:: WHAT IS EXPECTED ::
Locate the string "AppendNode" in the records below. Copy every line where it occurs.

Start of SUPPLIED DATA

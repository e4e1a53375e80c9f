//! html5ever `TreeSink` that builds a [`Dom`].

use std::borrow::Cow;
use std::cell::RefCell;

use html5ever::tendril::StrTendril;
use html5ever::tree_builder::{ElementFlags, NodeOrText, QuirksMode, TreeSink};
use html5ever::{Attribute as Html5Attribute, QualName};

use super::arena::{Attribute, Dom, NodeData, NodeId};

/// Handle the tree builder uses to refer to nodes.
#[derive(Debug, Clone, Copy, PartialEq, Eq)]
pub struct NodeHandle(pub NodeId);

impl Default for NodeHandle {
    fn default() -> Self {
        NodeHandle(NodeId::NONE)
    }
}

/// Collects the parser's output into a [`Dom`].
///
/// `TreeSink` methods take `&self`, so the DOM sits behind a `RefCell`.
pub struct DomSink {
    dom: RefCell<Dom>,
    quirks_mode: RefCell<QuirksMode>,
    errors: RefCell<usize>,
}

impl Default for DomSink {
    fn default() -> Self {
        Self::new()
    }
}

impl DomSink {
    pub fn new() -> Self {
        Self {
            dom: RefCell::new(Dom::new()),
            quirks_mode: RefCell::new(QuirksMode::NoQuirks),
            errors: RefCell::new(0),
        }
    }

    /// Number of recoverable parse errors seen.
    pub fn error_count(&self) -> usize {
        *self.errors.borrow()
    }

    pub fn into_dom(self) -> Dom {
        self.dom.into_inner()
    }
}

fn convert_attrs(attrs: Vec<Html5Attribute>) -> Vec<Attribute> {
    attrs
        .into_iter()
        .map(|a| Attribute {
            name: a.name,
            value: a.value.to_string(),
        })
        .collect()
}

impl TreeSink for DomSink {
    type Handle = NodeHandle;
    type Output = Self;
    type ElemName<'a>
        = &'a QualName
    where
        Self: 'a;

    fn finish(self) -> Self::Output {
        self
    }

    fn parse_error(&self, msg: Cow<'static, str>) {
        // Browsers recover from these; so do we.
        *self.errors.borrow_mut() += 1;
        tracing::trace!(%msg, "html parse error");
    }

    fn get_document(&self) -> Self::Handle {
        NodeHandle(self.dom.borrow().document())
    }

    fn elem_name<'a>(&'a self, target: &'a Self::Handle) -> Self::ElemName<'a> {
        static EMPTY: QualName = QualName {
            prefix: None,
            ns: html5ever::ns!(),
            local: html5ever::local_name!(""),
        };

        let dom = self.dom.borrow();
        match dom.get(target.0).map(|n| &n.data) {
            Some(NodeData::Element { name, .. }) => {
                // SAFETY: the RefCell guard cannot outlive this call, but the
                // node it points into is never removed from the arena. The
                // tree builder compares the name immediately, before asking
                // the sink to allocate again.
                unsafe { std::mem::transmute::<&QualName, &'a QualName>(name) }
            }
            _ => &EMPTY,
        }
    }

    fn create_element(
        &self,
        name: QualName,
        attrs: Vec<Html5Attribute>,
        _flags: ElementFlags,
    ) -> Self::Handle {
        let id = self
            .dom
            .borrow_mut()
            .create_element(name, convert_attrs(attrs));
        NodeHandle(id)
    }

    fn create_comment(&self, text: StrTendril) -> Self::Handle {
        NodeHandle(self.dom.borrow_mut().create_comment(text.to_string()))
    }

    fn create_pi(&self, _target: StrTendril, _data: StrTendril) -> Self::Handle {
        // Processing instructions only occur in foreign content; keep a placeholder.
        NodeHandle(self.dom.borrow_mut().create_comment(String::new()))
    }

    fn append(&self, parent: &Self::Handle, child: NodeOrText<Self::Handle>) {
        let mut dom = self.dom.borrow_mut();
        match child {
            NodeOrText::AppendNode(node) => dom.append(parent.0, node.0),
            NodeOrText::AppendText(text) => dom.append_text(parent.0, &text),
        }
    }

    fn append_based_on_parent_node(
        &self,
        element: &Self::Handle,
        prev_element: &Self::Handle,
        child: NodeOrText<Self::Handle>,
    ) {
        let has_parent = self.dom.borrow().parent(element.0).is_some();
        if has_parent {
            self.append_before_sibling(element, child);
        } else {
            self.append(prev_element, child);
        }
    }

    fn append_doctype_to_document(
        &self,
        name: StrTendril,
        public_id: StrTendril,
        system_id: StrTendril,
    ) {
        let mut dom = self.dom.borrow_mut();
        let doc = dom.document();
        let doctype = dom.create_doctype(
            name.to_string(),
            public_id.to_string(),
            system_id.to_string(),
        );
        dom.append(doc, doctype);
    }

    fn get_template_contents(&self, target: &Self::Handle) -> Self::Handle {
        // Kept inline under the template; `Dom::live_descendants` skips them.
        *target
    }

    fn same_node(&self, x: &Self::Handle, y: &Self::Handle) -> bool {
        x.0 == y.0
    }

    fn set_quirks_mode(&self, mode: QuirksMode) {
        *self.quirks_mode.borrow_mut() = mode;
    }

    fn append_before_sibling(&self, sibling: &Self::Handle, new_node: NodeOrText<Self::Handle>) {
        let mut dom = self.dom.borrow_mut();
        match new_node {
            NodeOrText::AppendNode(node) => dom.insert_before(sibling.0, node.0),
            NodeOrText::AppendText(text) => {
                let text_node = dom.create_text(text.to_string());
                dom.insert_before(sibling.0, text_node);
            }
        }
    }

    fn add_attrs_if_missing(&self, target: &Self::Handle, attrs: Vec<Html5Attribute>) {
        let mut dom = self.dom.borrow_mut();
        for attr in attrs {
            let name = attr.name.local.to_string();
            if dom.get_attr(target.0, &name).is_none() {
                dom.set_attr(target.0, &name, &attr.value);
            }
        }
    }

    fn remove_from_parent(&self, target: &Self::Handle) {
        self.dom.borrow_mut().detach(target.0);
    }

    fn reparent_children(&self, node: &Self::Handle, new_parent: &Self::Handle) {
        self.dom.borrow_mut().reparent_children(node.0, new_parent.0);
    }
}
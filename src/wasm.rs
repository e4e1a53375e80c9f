//! WASM bindings so a page can restructure itself in the browser.
//!
//! The host passes the page's HTML and swaps in the result, or asks for the
//! outline alone to build its own navigation.

use wasm_bindgen::prelude::*;

use crate::{RestructureOptions, restructure_html};

/// Initialize panic hook for better error messages in the browser console.
#[wasm_bindgen(start)]
pub fn init() {
    console_error_panic_hook::set_once();
}

/// Restructure an HTML document with the default selectors.
///
/// Returns the serialized document.
#[wasm_bindgen]
pub fn restructure(html: &str) -> Result<String, JsValue> {
    let page = restructure_html(html, &RestructureOptions::default())
        .map_err(|e| JsValue::from_str(&e.to_string()))?;
    Ok(page.html)
}

/// Restructure with custom selectors for the navigation list and content
/// container.
#[wasm_bindgen(js_name = restructureWith)]
pub fn restructure_with(html: &str, nav_list: &str, content: &str) -> Result<String, JsValue> {
    let options = RestructureOptions::default()
        .with_nav_list(nav_list)
        .with_content_container(content);
    let page = restructure_html(html, &options).map_err(|e| JsValue::from_str(&e.to_string()))?;
    Ok(page.html)
}

/// Outline of a document as JSON: blocks and navigation entries.
#[wasm_bindgen]
pub fn outline(html: &str) -> Result<String, JsValue> {
    restructure_html(html, &RestructureOptions::default())
        .and_then(|page| page.outline.to_json())
        .map_err(|e| JsValue::from_str(&e.to_string()))
}

/// Fragment identifier for a piece of heading text.
#[wasm_bindgen]
pub fn slugify(text: &str) -> String {
    crate::slugify(text)
}
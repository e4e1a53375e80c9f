//! pagenav - group an HTML page into heading blocks and build its sidebar

use std::fs;
use std::io::{self, Read, Write};
use std::path::{Path, PathBuf};
use std::process::ExitCode;

use clap::Parser;
use tracing_subscriber::EnvFilter;

use pagenav::dom::{parse_html_bytes, serialize_document};
use pagenav::restructure::{
    DEFAULT_BLOCK_CLASS, DEFAULT_CONTENT_CONTAINER, DEFAULT_NAV_CONTAINER, DEFAULT_NAV_LIST,
    DEFAULT_SECTION_CLASS,
};
use pagenav::{NoScrollSpy, Outline, RestructureOptions, Restructurer};

#[derive(Parser)]
#[command(name = "pagenav")]
#[command(version, about = "Group an HTML page into heading blocks and build its sidebar", long_about = None)]
#[command(after_help = "EXAMPLES:
    pagenav docs.html -o page.html         Restructure a page
    pagenav --check docs.html              Print the outline only
    pagenav --check --json docs.html       Print the outline as JSON
    cat docs.html | pagenav --outline toc.json > page.html")]
struct Cli {
    /// Input HTML file ("-" or omitted reads stdin)
    #[arg(value_name = "INPUT")]
    input: Option<PathBuf>,

    /// Output file (stdout if omitted)
    #[arg(short, long, value_name = "OUTPUT")]
    output: Option<PathBuf>,

    /// Also write the outline as JSON to FILE
    #[arg(long, value_name = "FILE", value_parser = outline_path)]
    outline: Option<PathBuf>,

    /// Print the outline and exit without writing HTML
    #[arg(long, conflicts_with_all = ["output", "outline"])]
    check: bool,

    /// With --check, print the outline as JSON
    #[arg(long, requires = "check")]
    json: bool,

    /// Element that receives scroll-spy activation
    #[arg(long, value_name = "SELECTOR", default_value = DEFAULT_NAV_CONTAINER)]
    nav_container: String,

    /// List that navigation entries are appended to
    #[arg(long, value_name = "SELECTOR", default_value = DEFAULT_NAV_LIST)]
    nav_list: String,

    /// Element that content blocks are appended to
    #[arg(long, value_name = "SELECTOR", default_value = DEFAULT_CONTENT_CONTAINER)]
    content: String,

    /// Class of each block wrapper
    #[arg(long, value_name = "CLASS", default_value = DEFAULT_BLOCK_CLASS)]
    block_class: String,

    /// Class of top-level navigation entries
    #[arg(long, value_name = "CLASS", default_value = DEFAULT_SECTION_CLASS)]
    section_class: String,

    /// Do not mark the navigation container for scroll spying
    #[arg(long)]
    no_scroll_spy: bool,

    /// Only log errors
    #[arg(short, long, conflicts_with = "verbose")]
    quiet: bool,

    /// Log each block as it is built
    #[arg(short, long)]
    verbose: bool,
}

impl Cli {
    fn options(&self) -> RestructureOptions {
        RestructureOptions::default()
            .with_nav_container(&self.nav_container)
            .with_nav_list(&self.nav_list)
            .with_content_container(&self.content)
            .with_block_class(&self.block_class)
            .with_section_class(&self.section_class)
    }

    fn log_level(&self) -> &'static str {
        if self.quiet {
            "error"
        } else if self.verbose {
            "debug"
        } else {
            "warn"
        }
    }
}

fn main() -> ExitCode {
    let cli = Cli::parse();

    tracing_subscriber::fmt()
        .with_env_filter(
            EnvFilter::try_from_default_env().unwrap_or_else(|_| cli.log_level().into()),
        )
        .with_writer(io::stderr)
        .init();

    match run(&cli) {
        Ok(()) => ExitCode::SUCCESS,
        Err(e) => {
            eprintln!("error: {e}");
            ExitCode::FAILURE
        }
    }
}

fn run(cli: &Cli) -> pagenav::Result<()> {
    let restructurer = Restructurer::new(&cli.options())?;
    let bytes = read_input(cli.input.as_deref())?;
    let mut dom = parse_html_bytes(&bytes);

    let outline = if cli.no_scroll_spy {
        restructurer.with_scroll_spy(NoScrollSpy).restructure(&mut dom)
    } else {
        restructurer.restructure(&mut dom)
    };
    tracing::info!(
        blocks = outline.blocks.len(),
        entries = outline.entries.len(),
        "restructured page"
    );

    if cli.check {
        if cli.json {
            println!("{}", outline.to_json()?);
        } else {
            print_outline(&outline);
        }
        return Ok(());
    }

    if let Some(path) = &cli.outline {
        fs::write(path, outline.to_json()?)?;
    }

    let html = serialize_document(&dom)?;
    match &cli.output {
        Some(path) if !is_stdio(path) => fs::write(path, html)?,
        _ => io::stdout().lock().write_all(html.as_bytes())?,
    }
    Ok(())
}

fn read_input(path: Option<&Path>) -> io::Result<Vec<u8>> {
    match path {
        Some(path) if !is_stdio(path) => fs::read(path),
        _ => {
            let mut bytes = Vec::new();
            io::stdin().lock().read_to_end(&mut bytes)?;
            Ok(bytes)
        }
    }
}

/// `--outline` takes a real file; stdout is reserved for the page.
fn outline_path(value: &str) -> Result<PathBuf, String> {
    if value == "-" {
        return Err("stdout carries the HTML; use --check --json to print the outline".into());
    }
    Ok(PathBuf::from(value))
}

fn is_stdio(path: &Path) -> bool {
    path.as_os_str() == "-"
}

fn print_outline(outline: &Outline) {
    println!("Blocks: {}", outline.blocks.len());
    for entry in &outline.entries {
        let indent = match entry.kind {
            pagenav::NavKind::Section => "",
            pagenav::NavKind::Subsection => "  ",
        };
        println!("{indent}- {} ({})", entry.label, entry.href());
    }
}
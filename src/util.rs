//! Input decoding helpers.

use std::borrow::Cow;

/// How far into the document to look for an encoding declaration.
const SNIFF_LEN: usize = 1024;

/// Decode HTML bytes to a string.
///
/// 1. UTF-8 (a BOM is honored and stripped)
/// 2. the encoding declared by `<meta charset>`, `<meta http-equiv>` or an
///    XML declaration in the first kilobyte
/// 3. Windows-1252, the de-facto default for legacy pages
///
/// Valid UTF-8 input is returned without copying.
pub fn decode_html(bytes: &[u8]) -> Cow<'_, str> {
    let (result, _encoding, malformed) = encoding_rs::UTF_8.decode(bytes);
    if !malformed {
        return result;
    }

    if let Some(label) = sniff_charset(bytes)
        && let Some(encoding) = encoding_rs::Encoding::for_label(label.as_bytes())
    {
        tracing::debug!(encoding = encoding.name(), "decoding with declared charset");
        let (result, _, _) = encoding.decode(bytes);
        return result;
    }

    tracing::debug!("input is not UTF-8; falling back to windows-1252");
    let (result, _, _) = encoding_rs::WINDOWS_1252.decode(bytes);
    result
}

/// Find a declared charset label near the start of the document.
///
/// ```
/// use pagenav::util::sniff_charset;
///
/// assert_eq!(sniff_charset(br#"<meta charset="iso-8859-2">"#), Some("iso-8859-2"));
/// assert_eq!(sniff_charset(b"<?xml version='1.0' encoding='koi8-r'?>"), Some("koi8-r"));
/// assert_eq!(sniff_charset(b"<p>no declaration</p>"), None);
/// ```
pub fn sniff_charset(bytes: &[u8]) -> Option<&str> {
    let prefix = &bytes[..bytes.len().min(SNIFF_LEN)];

    for key in [&b"charset="[..], &b"encoding="[..]] {
        let Some(pos) = prefix
            .windows(key.len())
            .position(|w| w.eq_ignore_ascii_case(key))
        else {
            continue;
        };
        if let Some(value) = attribute_value(&prefix[pos + key.len()..]) {
            return Some(value);
        }
    }
    None
}

/// Read a quoted or bare attribute value at the start of `rest`.
fn attribute_value(rest: &[u8]) -> Option<&str> {
    let (&first, tail) = rest.split_first()?;
    let value = if first == b'"' || first == b'\'' {
        let end = tail.iter().position(|&b| b == first)?;
        &tail[..end]
    } else {
        let end = rest
            .iter()
            .position(|&b| b.is_ascii_whitespace() || matches!(b, b'"' | b'\'' | b';' | b'>' | b'/'))
            .unwrap_or(rest.len());
        &rest[..end]
    };

    let value = std::str::from_utf8(value).ok()?.trim();
    (!value.is_empty()).then_some(value)
}

#[cfg(test)]
mod tests {
    use super::*;

    #[test]
    fn test_utf8_borrowed() {
        let decoded = decode_html("<p>héllo</p>".as_bytes());
        assert!(matches!(decoded, Cow::Borrowed(_)));
        assert_eq!(decoded, "<p>héllo</p>");
    }

    #[test]
    fn test_declared_charset_wins_over_fallback() {
        // 0xB1 is "ą" in ISO-8859-2 and "±" in Windows-1252.
        let bytes = b"<meta charset=iso-8859-2><p>\xb1</p>";
        assert!(decode_html(bytes).contains('\u{105}'));
    }

    #[test]
    fn test_http_equiv_content_type() {
        let bytes = br#"<meta http-equiv="Content-Type" content="text/html; charset=Shift_JIS">"#;
        assert_eq!(sniff_charset(bytes), Some("Shift_JIS"));
    }

    #[test]
    fn test_windows_1252_fallback() {
        assert_eq!(decode_html(b"\x93quoted\x94"), "\u{201c}quoted\u{201d}");
    }

    #[test]
    fn test_unknown_label_falls_back() {
        assert_eq!(decode_html(b"<meta charset=bogus>\xe9"), "<meta charset=bogus>\u{e9}");
    }
}
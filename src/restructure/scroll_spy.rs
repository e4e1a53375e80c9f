//! Scroll-linked highlighting of the navigation container.
//!
//! The highlighting itself runs in the browser (Bootstrap's scrollspy or
//! similar). The pass only has to switch it on for the container.

use crate::dom::{Dom, NodeId};

/// Enables scroll-linked highlighting on a navigation container.
pub trait ScrollSpy {
    fn activate(&self, dom: &mut Dom, nav_container: NodeId);
}

/// Marks the container for Bootstrap's data API: `data-spy="scroll"`.
#[derive(Debug, Clone, Copy, Default)]
pub struct DataApiScrollSpy;

impl ScrollSpy for DataApiScrollSpy {
    fn activate(&self, dom: &mut Dom, nav_container: NodeId) {
        dom.set_attr(nav_container, "data-spy", "scroll");
    }
}

/// Leaves the container untouched.
#[derive(Debug, Clone, Copy, Default)]
pub struct NoScrollSpy;

impl ScrollSpy for NoScrollSpy {
    fn activate(&self, _dom: &mut Dom, _nav_container: NodeId) {}
}

impl<T: ScrollSpy + ?Sized> ScrollSpy for &T {
    fn activate(&self, dom: &mut Dom, nav_container: NodeId) {
        (**self).activate(dom, nav_container);
    }
}

impl<T: ScrollSpy + ?Sized> ScrollSpy for Box<T> {
    fn activate(&self, dom: &mut Dom, nav_container: NodeId) {
        (**self).activate(dom, nav_container);
    }
}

End of SUPPLIED DATA

:: SOLUTION TO THE EXERCISE ::
            NodeOrText::AppendNode(node) => dom.append(parent.0, node.0),
            NodeOrText::AppendNode(node) => dom.insert_before(sibling.0, node.0),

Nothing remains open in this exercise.